►

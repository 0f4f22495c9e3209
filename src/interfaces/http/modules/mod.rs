pub mod auth;
pub mod equipment;
pub mod health;
pub mod history;
pub mod metrics;
pub mod substations;
pub mod users;
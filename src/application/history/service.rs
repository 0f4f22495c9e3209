//! Operations history service
//!
//! Append and query only. There is deliberately no update or delete path.

use std::sync::Arc;

use chrono::Utc;
use tracing::info;

use crate::domain::{
    DomainError, DomainResult, NewOperationRecord, OperationRecord, RepositoryProvider,
};

pub struct HistoryService {
    repos: Arc<dyn RepositoryProvider>,
}

impl HistoryService {
    pub fn new(repos: Arc<dyn RepositoryProvider>) -> Self {
        Self { repos }
    }

    /// Stores a new record for an existing unit.
    pub async fn append(&self, ru_id: &str, entry: NewOperationRecord) -> DomainResult<OperationRecord> {
        if self.repos.equipment().find_unit(ru_id).await?.is_none() {
            return Err(DomainError::not_found("Unit", "id", ru_id));
        }

        let record = OperationRecord::new(uuid::Uuid::new_v4().to_string(), ru_id, entry, Utc::now());
        let stored = self.repos.history().append(record).await?;

        metrics::counter!("history_records_total").increment(1);
        info!(
            ru_id,
            record_id = %stored.id,
            cell = %stored.cell_number,
            action = %stored.action,
            "History record appended"
        );
        Ok(stored)
    }

    /// Newest first. `limit <= 0` returns every record.
    pub async fn query(&self, ru_id: &str, limit: i64) -> DomainResult<Vec<OperationRecord>> {
        let bound = u64::try_from(limit).ok().filter(|n| *n > 0);
        self.repos.history().find_by_unit(ru_id, bound).await
    }
}

#[cfg(test)]
mod tests {
    use super::*;
    use crate::application::equipment::{EquipmentService, NewUnit};
    use crate::application::testing::repos;
    use crate::domain::{HistoryDetails, UnitNameplate, UnitType};
    use chrono::NaiveDate;

    fn entry(action: &str) -> NewOperationRecord {
        NewOperationRecord {
            cell_number: "1".into(),
            cell_name: "Input 1".into(),
            action: action.into(),
            operator: "Petrov".into(),
            timestamp: Some(
                NaiveDate::from_ymd_opt(2024, 2, 3)
                    .unwrap()
                    .and_hms_opt(10, 0, 0)
                    .unwrap(),
            ),
            details: HistoryDetails::default(),
        }
    }

    async fn service() -> HistoryService {
        let repos = repos().await;
        let units = EquipmentService::new(repos.clone());
        for id in ["ru-a", "ru-b"] {
            units
                .create_unit(NewUnit {
                    id: id.into(),
                    name: id.into(),
                    unit_type: UnitType::Tp,
                    status: "active".into(),
                    substation_id: None,
                    nameplate: UnitNameplate::default(),
                })
                .await
                .unwrap();
        }
        HistoryService::new(repos)
    }

    #[tokio::test]
    async fn appended_record_comes_first() {
        let svc = service().await;
        svc.append("ru-a", entry("switch off")).await.unwrap();
        let latest = svc.append("ru-a", entry("switch on")).await.unwrap();

        let log = svc.query("ru-a", 50).await.unwrap();
        assert_eq!(log[0].id, latest.id);
        assert!(svc.query("ru-b", 50).await.unwrap().is_empty());
    }

    #[tokio::test]
    async fn bound_truncates_and_non_positive_is_unbounded() {
        let svc = service().await;
        for i in 0..4 {
            svc.append("ru-a", entry(&format!("op {i}"))).await.unwrap();
        }

        assert_eq!(svc.query("ru-a", 3).await.unwrap().len(), 3);
        assert_eq!(svc.query("ru-a", 0).await.unwrap().len(), 4);
        assert_eq!(svc.query("ru-a", -1).await.unwrap().len(), 4);
    }

    #[tokio::test]
    async fn missing_timestamp_falls_back_to_receive_time() {
        let svc = service().await;
        let before = chrono::Local::now().naive_local() - chrono::Duration::seconds(1);
        let stored = svc
            .append(
                "ru-a",
                NewOperationRecord {
                    cell_number: "4".into(),
                    cell_name: String::new(),
                    action: String::new(),
                    operator: String::new(),
                    timestamp: None,
                    details: HistoryDetails::default(),
                },
            )
            .await
            .unwrap();

        assert!(stored.timestamp >= before);
        assert_eq!(svc.query("ru-a", 0).await.unwrap()[0].id, stored.id);
    }

    #[tokio::test]
    async fn unknown_unit_is_rejected() {
        let svc = service().await;
        let err = svc.append("ru-x", entry("op")).await.unwrap_err();
        assert!(matches!(err, DomainError::NotFound { .. }));
    }
}
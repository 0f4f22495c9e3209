//! Switchgear Service
//!
//! REST backend for substation switchgear tracking.
//! Reads configuration from TOML (`$SWITCHGEAR_CONFIG` or
//! ~/.config/switchgear-service/config.toml) plus environment overrides.

use std::sync::Arc;

use sea_orm_migration::MigratorTrait;
use tracing::{error, info, warn};
use tracing_subscriber::EnvFilter;

use switchgear::application::{AccountAdminService, CredentialService};
use switchgear::config::{AppConfig, LogFormat};
use switchgear::domain::RepositoryProvider;
use switchgear::infrastructure::database::migrator::Migrator;
use switchgear::infrastructure::shutdown_signal;
use switchgear::interfaces::http::modules::metrics::install_recorder;
use switchgear::{
    create_api_router, init_database, resolve_config_path, ApiServices, SeaOrmRepositoryProvider,
};

fn init_tracing(cfg: &AppConfig) {
    let filter = EnvFilter::try_from_default_env().unwrap_or_else(|_| EnvFilter::new(&cfg.logging.level));
    let builder = tracing_subscriber::fmt().with_env_filter(filter);
    match cfg.logging.format {
        LogFormat::Json => builder.json().init(),
        LogFormat::Pretty => builder.init(),
    }
}

#[tokio::main]
async fn main() -> Result<(), Box<dyn std::error::Error>> {
    // ── Load configuration ─────────────────────────────────────
    let config_path = resolve_config_path();
    let (mut app_cfg, load_error) = match AppConfig::load(&config_path) {
        Ok(cfg) => (cfg, None),
        Err(e) => (AppConfig::default(), Some(e)),
    };
    let override_error = app_cfg.apply_env_overrides().err();

    init_tracing(&app_cfg);
    match load_error {
        None => info!("Configuration loaded from {}", config_path.display()),
        Some(e) => error!("Failed to load config: {}. Using defaults.", e),
    }
    if let Some(e) = override_error {
        error!("Ignoring environment override: {}", e);
    }

    info!("Starting Switchgear Service...");

    // ── Prometheus metrics recorder (before any metrics calls) ──
    let prometheus_handle = install_recorder()?;
    info!("📊 Prometheus metrics recorder installed");

    // ── Database ───────────────────────────────────────────────
    let db = match init_database(&app_cfg.database_config()).await {
        Ok(db) => db,
        Err(e) => {
            error!("Failed to connect to database: {}", e);
            return Err(e.into());
        }
    };

    info!("Running database migrations...");
    if let Err(e) = Migrator::up(&db, None).await {
        error!("Failed to run migrations: {}", e);
        return Err(e.into());
    }
    info!("Migrations completed");

    // ── Services ───────────────────────────────────────────────
    let jwt_config = app_cfg.jwt_config();
    info!(
        "JWT configured with {}h token expiration",
        jwt_config.expiration_hours
    );
    let credentials = Arc::new(CredentialService::new(
        jwt_config,
        app_cfg.security.bcrypt_cost,
    ));
    let repos: Arc<dyn RepositoryProvider> = Arc::new(SeaOrmRepositoryProvider::new(db.clone()));

    create_default_admin(
        &AccountAdminService::new(repos.clone(), credentials.clone()),
        &app_cfg,
    )
    .await;

    let services = ApiServices::new(repos, credentials);

    // ── REST API ───────────────────────────────────────────────
    let api_router = create_api_router(
        services,
        db.clone(),
        prometheus_handle,
        &app_cfg.cors.allowed_origins,
    );

    let api_addr = app_cfg.server.address();
    let listener = tokio::net::TcpListener::bind(&api_addr).await?;
    info!("REST API server listening on http://{}", api_addr);
    info!("Swagger UI available at http://{}/docs/", api_addr);

    if let Err(e) = axum::serve(listener, api_router)
        .with_graceful_shutdown(shutdown_signal())
        .await
    {
        error!("REST API server error: {}", e);
    }

    // ── Cleanup ────────────────────────────────────────────────
    if let Err(e) = db.close().await {
        warn!("Error closing database connection: {}", e);
    } else {
        info!("✅ Database connection closed");
    }

    info!("👋 Switchgear Service shutdown complete");
    Ok(())
}

/// Create the configured admin account if no accounts exist
async fn create_default_admin(admin: &AccountAdminService, app_cfg: &AppConfig) {
    let cfg = &app_cfg.admin;
    match admin
        .ensure_default_admin(&cfg.name, &cfg.email, &cfg.password)
        .await
    {
        Ok(Some(_)) => {
            info!("Default admin created: {}", cfg.email);
            info!("⚠️  Please change the admin password immediately!");
        }
        Ok(None) => {}
        Err(e) => error!("Failed to create admin user: {}", e),
    }
}
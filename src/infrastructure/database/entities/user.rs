//! User entity for database

use chrono::{DateTime, Utc};
use sea_orm::entity::prelude::*;

/// User role
#[derive(Debug, Clone, Copy, PartialEq, Eq, EnumIter, DeriveActiveEnum)]
#[sea_orm(rs_type = "String", db_type = "String(StringLen::N(20))")]
pub enum Role {
    #[sea_orm(string_value = "dispatcher")]
    Dispatcher,
    #[sea_orm(string_value = "engineer")]
    Engineer,
    #[sea_orm(string_value = "admin")]
    Admin,
}

/// User model
#[derive(Clone, Debug, PartialEq, Eq, DeriveEntityModel)]
#[sea_orm(table_name = "users")]
pub struct Model {
    #[sea_orm(primary_key, auto_increment = false)]
    pub id: String,
    pub name: String,
    #[sea_orm(unique)]
    pub email: String,
    pub password_hash: String,
    pub role: Role,
    pub created_at: DateTime<Utc>,
    pub updated_at: DateTime<Utc>,
}

#[derive(Copy, Clone, Debug, EnumIter, DeriveRelation)]
pub enum Relation {}

impl ActiveModelBehavior for ActiveModel {}
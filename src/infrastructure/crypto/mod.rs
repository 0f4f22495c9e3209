//! Cryptographic primitives: bcrypt password hashing and HMAC-signed JWTs

pub mod jwt;
pub mod password;

pub use jwt::{create_token, verify_token, JwtConfig, TokenClaims};
pub use password::{check_password_policy, hash_password, verify_password};
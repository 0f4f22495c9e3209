//! SeaORM implementation of RepositoryProvider

use sea_orm::DatabaseConnection;

use crate::domain::{EquipmentRepository, HistoryRepository, RepositoryProvider, UserRepository};

use super::equipment_repository::SeaOrmEquipmentRepository;
use super::history_repository::SeaOrmHistoryRepository;
use super::user_repository::SeaOrmUserRepository;

/// Unified repository provider backed by SeaORM.
///
/// Holds one connection pool and exposes per-aggregate repository accessors.
///
/// ```ignore
/// let repos = SeaOrmRepositoryProvider::new(db.clone());
/// let unit = repos.equipment().find_unit("ru-1").await?;
/// let user = repos.users().find_by_email("a@x.com").await?;
/// ```
pub struct SeaOrmRepositoryProvider {
    users: SeaOrmUserRepository,
    equipment: SeaOrmEquipmentRepository,
    history: SeaOrmHistoryRepository,
}

impl SeaOrmRepositoryProvider {
    pub fn new(db: DatabaseConnection) -> Self {
        Self {
            users: SeaOrmUserRepository::new(db.clone()),
            equipment: SeaOrmEquipmentRepository::new(db.clone()),
            history: SeaOrmHistoryRepository::new(db),
        }
    }
}

impl RepositoryProvider for SeaOrmRepositoryProvider {
    fn users(&self) -> &dyn UserRepository {
        &self.users
    }

    fn equipment(&self) -> &dyn EquipmentRepository {
        &self.equipment
    }

    fn history(&self) -> &dyn HistoryRepository {
        &self.history
    }
}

◄

What needs to be done
Return each line of the records above in which the word "Debug" occurs.

Response to this exercise
#[derive(Debug, Clone, Copy, PartialEq, Eq, EnumIter, DeriveActiveEnum)]
#[derive(Clone, Debug, PartialEq, Eq, DeriveEntityModel)]
#[derive(Copy, Clone, Debug, EnumIter, DeriveRelation)]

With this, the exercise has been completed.